§ **EXERCISE DETAILS**
The following data has a line with "filename src/display/terminal.rs" and a line with "of the whole". Write out exactly those lines and all the lines between them.

Records from a dataset
● ● ●
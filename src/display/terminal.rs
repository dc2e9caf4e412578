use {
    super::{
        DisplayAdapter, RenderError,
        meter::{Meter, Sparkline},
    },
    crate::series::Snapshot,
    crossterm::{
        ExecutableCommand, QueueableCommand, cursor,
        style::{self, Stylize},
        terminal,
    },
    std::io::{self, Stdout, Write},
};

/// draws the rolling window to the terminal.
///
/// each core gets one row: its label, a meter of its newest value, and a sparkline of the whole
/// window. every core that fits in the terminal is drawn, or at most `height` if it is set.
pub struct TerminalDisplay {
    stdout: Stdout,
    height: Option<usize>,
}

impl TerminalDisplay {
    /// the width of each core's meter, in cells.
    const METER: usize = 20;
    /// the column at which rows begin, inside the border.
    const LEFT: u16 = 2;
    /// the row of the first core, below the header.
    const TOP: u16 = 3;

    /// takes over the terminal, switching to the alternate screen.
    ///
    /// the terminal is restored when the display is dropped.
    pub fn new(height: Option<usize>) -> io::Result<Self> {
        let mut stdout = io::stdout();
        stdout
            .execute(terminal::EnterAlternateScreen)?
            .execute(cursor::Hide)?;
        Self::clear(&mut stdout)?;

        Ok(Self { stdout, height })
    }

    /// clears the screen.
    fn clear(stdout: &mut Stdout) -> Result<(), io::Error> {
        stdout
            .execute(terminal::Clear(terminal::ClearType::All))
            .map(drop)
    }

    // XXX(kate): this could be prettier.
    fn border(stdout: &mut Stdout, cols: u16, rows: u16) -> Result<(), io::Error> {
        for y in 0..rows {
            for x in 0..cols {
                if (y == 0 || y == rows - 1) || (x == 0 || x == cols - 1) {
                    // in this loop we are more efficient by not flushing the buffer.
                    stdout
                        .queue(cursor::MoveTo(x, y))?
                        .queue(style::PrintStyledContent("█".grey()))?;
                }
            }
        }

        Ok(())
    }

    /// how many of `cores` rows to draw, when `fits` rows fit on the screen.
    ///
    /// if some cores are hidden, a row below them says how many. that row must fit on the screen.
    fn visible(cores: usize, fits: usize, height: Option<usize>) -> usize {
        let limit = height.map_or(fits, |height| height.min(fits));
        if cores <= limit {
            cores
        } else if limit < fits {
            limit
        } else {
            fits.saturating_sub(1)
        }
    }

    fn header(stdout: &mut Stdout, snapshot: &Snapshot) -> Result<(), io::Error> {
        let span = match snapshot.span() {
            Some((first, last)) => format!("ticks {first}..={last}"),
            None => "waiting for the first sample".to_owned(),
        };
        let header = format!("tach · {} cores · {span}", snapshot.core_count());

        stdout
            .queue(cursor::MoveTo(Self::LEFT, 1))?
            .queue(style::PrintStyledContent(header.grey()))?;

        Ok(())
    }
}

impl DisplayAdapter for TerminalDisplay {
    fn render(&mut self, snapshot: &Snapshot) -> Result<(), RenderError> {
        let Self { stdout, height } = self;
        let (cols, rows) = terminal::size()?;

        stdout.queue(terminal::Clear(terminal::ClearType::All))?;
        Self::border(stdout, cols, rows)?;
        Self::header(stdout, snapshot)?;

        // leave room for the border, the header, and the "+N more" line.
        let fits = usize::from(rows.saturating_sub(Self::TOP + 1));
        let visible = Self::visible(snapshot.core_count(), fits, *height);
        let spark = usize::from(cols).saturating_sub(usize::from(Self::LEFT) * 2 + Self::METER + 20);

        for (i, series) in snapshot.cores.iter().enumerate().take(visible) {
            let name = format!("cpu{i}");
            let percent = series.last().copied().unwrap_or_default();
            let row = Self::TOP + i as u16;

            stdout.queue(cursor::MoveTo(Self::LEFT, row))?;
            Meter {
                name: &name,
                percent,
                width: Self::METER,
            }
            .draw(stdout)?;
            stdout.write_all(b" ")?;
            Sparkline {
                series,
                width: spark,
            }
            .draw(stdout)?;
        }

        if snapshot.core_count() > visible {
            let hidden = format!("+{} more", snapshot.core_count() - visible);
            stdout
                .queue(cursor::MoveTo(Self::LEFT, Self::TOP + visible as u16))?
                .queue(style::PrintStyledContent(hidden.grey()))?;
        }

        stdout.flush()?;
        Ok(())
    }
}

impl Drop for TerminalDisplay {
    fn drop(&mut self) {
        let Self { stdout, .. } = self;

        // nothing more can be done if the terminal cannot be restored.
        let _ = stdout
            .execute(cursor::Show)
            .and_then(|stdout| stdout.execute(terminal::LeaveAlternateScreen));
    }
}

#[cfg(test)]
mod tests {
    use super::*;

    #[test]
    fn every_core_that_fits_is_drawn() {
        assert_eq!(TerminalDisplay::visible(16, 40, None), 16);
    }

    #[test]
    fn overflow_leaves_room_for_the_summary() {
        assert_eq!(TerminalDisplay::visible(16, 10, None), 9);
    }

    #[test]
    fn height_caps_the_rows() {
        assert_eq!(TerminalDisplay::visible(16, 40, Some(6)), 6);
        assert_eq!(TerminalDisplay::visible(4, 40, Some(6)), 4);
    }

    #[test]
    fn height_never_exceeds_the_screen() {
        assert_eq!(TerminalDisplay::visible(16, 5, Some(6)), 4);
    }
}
● ● ●
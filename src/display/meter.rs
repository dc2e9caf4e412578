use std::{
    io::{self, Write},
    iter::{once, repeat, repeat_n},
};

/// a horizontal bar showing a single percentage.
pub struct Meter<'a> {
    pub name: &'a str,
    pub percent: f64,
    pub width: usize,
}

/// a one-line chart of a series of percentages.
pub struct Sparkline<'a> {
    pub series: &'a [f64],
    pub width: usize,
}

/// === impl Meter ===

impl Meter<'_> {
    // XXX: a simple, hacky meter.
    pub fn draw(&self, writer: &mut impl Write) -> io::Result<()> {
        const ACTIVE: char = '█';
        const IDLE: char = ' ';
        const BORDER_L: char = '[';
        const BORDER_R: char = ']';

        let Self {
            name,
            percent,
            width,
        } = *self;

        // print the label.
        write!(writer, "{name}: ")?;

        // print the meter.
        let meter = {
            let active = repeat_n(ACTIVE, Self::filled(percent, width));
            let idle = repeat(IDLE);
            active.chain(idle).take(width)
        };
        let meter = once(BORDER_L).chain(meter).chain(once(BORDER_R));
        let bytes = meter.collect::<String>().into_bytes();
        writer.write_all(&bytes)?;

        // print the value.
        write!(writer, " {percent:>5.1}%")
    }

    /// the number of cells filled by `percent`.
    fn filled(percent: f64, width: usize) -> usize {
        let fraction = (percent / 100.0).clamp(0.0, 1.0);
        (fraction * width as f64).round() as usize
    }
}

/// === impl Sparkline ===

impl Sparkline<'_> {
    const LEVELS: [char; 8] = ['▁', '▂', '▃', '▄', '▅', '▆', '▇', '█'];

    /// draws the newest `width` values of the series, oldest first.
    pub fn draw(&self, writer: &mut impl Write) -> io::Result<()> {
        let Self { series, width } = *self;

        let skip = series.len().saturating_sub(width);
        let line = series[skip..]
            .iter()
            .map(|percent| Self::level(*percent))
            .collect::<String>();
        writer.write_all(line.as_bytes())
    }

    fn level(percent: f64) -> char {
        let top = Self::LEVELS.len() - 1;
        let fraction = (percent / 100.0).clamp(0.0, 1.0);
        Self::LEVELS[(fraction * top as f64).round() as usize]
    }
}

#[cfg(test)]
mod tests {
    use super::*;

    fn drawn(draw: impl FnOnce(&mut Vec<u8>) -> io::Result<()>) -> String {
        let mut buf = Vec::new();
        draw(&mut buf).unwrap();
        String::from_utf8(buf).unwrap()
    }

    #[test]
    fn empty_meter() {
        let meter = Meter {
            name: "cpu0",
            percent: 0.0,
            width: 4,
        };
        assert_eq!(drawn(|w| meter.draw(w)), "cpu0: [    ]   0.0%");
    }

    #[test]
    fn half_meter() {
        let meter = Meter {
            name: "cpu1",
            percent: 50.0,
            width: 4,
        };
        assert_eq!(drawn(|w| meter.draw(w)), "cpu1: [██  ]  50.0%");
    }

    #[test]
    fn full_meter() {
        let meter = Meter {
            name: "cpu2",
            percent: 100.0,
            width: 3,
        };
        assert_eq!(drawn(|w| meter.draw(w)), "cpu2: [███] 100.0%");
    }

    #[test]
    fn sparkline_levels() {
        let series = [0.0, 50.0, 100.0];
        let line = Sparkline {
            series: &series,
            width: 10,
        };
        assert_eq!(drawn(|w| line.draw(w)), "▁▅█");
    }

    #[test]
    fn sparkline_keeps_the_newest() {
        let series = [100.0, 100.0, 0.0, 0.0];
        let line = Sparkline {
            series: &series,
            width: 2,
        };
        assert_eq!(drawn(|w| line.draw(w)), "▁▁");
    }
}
● ● ●
§ **ANSWER TO THIS EXERCISE**
filename src/display/terminal.rs
repository dc2e9caf4e412578
use {
    super::{
        DisplayAdapter, RenderError,
        meter::{Meter, Sparkline},
    },
    crate::series::Snapshot,
    crossterm::{
        ExecutableCommand, QueueableCommand, cursor,
        style::{self, Stylize},
        terminal,
    },
    std::io::{self, Stdout, Write},
};

/// draws the rolling window to the terminal.
///
/// each core gets one row: its label, a meter of its newest value, and a sparkline of the whole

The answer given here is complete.